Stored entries

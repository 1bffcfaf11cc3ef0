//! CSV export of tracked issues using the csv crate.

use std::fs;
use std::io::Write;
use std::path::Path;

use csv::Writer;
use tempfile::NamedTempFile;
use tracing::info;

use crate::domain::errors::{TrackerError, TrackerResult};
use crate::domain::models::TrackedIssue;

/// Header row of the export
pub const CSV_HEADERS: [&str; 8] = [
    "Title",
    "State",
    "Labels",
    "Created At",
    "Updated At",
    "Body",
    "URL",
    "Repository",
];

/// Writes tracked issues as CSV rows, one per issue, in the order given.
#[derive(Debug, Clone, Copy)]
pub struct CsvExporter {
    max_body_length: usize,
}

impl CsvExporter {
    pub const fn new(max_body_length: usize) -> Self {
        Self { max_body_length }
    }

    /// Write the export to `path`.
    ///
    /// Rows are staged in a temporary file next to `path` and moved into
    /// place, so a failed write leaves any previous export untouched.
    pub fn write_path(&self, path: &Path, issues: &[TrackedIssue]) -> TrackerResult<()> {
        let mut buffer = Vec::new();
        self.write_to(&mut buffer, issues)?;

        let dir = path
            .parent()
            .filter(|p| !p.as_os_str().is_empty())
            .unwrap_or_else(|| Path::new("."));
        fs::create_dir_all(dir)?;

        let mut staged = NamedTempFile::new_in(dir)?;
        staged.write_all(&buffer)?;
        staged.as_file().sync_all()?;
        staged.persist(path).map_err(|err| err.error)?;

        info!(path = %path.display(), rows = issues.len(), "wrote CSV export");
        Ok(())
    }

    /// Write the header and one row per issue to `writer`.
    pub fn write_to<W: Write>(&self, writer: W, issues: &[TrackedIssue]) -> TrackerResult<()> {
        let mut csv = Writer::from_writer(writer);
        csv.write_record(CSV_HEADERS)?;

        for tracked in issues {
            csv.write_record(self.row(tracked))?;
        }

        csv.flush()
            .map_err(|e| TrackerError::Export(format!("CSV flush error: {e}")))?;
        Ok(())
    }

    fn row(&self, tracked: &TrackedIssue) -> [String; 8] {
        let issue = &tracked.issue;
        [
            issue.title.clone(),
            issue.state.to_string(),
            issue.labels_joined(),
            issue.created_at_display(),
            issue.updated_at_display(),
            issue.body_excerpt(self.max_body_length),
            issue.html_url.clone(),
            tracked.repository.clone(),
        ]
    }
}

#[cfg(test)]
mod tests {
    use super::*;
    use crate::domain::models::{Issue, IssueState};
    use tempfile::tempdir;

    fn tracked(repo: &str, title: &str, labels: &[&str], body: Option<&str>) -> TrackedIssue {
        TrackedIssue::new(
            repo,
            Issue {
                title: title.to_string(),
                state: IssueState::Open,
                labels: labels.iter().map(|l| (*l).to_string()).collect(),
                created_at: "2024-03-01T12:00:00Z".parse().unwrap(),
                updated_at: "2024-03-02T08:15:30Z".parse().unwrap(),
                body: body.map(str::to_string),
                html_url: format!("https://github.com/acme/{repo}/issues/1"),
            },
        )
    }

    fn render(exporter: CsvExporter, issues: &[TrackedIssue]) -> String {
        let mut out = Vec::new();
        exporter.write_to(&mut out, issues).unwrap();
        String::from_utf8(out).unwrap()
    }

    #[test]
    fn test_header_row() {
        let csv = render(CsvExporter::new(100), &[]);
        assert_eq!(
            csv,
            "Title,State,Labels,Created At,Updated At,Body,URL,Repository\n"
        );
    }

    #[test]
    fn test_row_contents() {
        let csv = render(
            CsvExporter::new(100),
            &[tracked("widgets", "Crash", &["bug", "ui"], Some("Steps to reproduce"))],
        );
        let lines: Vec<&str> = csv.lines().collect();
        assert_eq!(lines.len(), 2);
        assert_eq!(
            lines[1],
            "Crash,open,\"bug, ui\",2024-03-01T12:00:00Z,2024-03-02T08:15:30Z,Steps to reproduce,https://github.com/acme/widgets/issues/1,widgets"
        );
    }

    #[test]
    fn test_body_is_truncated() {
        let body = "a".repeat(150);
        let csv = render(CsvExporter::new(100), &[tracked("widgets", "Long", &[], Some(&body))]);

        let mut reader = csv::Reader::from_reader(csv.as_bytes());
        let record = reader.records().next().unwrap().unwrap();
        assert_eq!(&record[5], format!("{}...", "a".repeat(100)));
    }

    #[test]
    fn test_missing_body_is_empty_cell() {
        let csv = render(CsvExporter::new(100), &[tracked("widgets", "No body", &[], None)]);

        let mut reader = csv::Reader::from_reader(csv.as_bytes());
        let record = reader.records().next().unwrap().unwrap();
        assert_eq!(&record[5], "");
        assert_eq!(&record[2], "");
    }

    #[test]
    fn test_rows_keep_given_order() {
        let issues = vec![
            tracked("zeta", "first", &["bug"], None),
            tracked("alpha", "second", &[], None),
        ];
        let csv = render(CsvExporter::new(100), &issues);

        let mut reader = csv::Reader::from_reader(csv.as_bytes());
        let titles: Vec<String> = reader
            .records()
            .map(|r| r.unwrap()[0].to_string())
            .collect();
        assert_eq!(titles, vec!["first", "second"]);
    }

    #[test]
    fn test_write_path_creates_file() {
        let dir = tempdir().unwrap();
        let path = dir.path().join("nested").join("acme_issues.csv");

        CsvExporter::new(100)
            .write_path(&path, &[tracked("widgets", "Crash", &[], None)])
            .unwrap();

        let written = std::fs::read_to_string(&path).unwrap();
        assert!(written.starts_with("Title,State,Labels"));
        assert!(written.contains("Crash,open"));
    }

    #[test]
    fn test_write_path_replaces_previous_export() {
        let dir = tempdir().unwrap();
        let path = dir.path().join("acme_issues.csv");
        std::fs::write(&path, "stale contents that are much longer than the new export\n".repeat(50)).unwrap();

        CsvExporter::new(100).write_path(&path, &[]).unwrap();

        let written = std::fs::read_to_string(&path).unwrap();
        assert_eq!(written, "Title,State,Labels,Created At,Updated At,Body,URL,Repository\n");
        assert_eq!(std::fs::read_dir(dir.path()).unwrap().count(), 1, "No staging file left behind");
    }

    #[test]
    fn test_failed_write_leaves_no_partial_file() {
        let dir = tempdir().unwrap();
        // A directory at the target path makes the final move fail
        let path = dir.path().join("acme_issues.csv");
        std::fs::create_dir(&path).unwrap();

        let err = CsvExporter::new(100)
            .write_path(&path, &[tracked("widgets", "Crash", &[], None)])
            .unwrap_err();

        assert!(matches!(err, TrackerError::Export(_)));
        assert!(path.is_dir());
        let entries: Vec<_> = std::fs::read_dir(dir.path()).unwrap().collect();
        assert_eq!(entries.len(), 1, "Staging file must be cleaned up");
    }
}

§ Exercise description
Look through the entries above. Extract each line with the word "written".

§ Finished exercise
        let written = std::fs::read_to_string(&path).unwrap();
        assert!(written.starts_with("Title,State,Labels"));
        assert!(written.contains("Crash,open"));
        let written = std::fs::read_to_string(&path).unwrap();
        assert_eq!(written, "Title,State,Labels,Created At,Updated At,Body,URL,Repository\n");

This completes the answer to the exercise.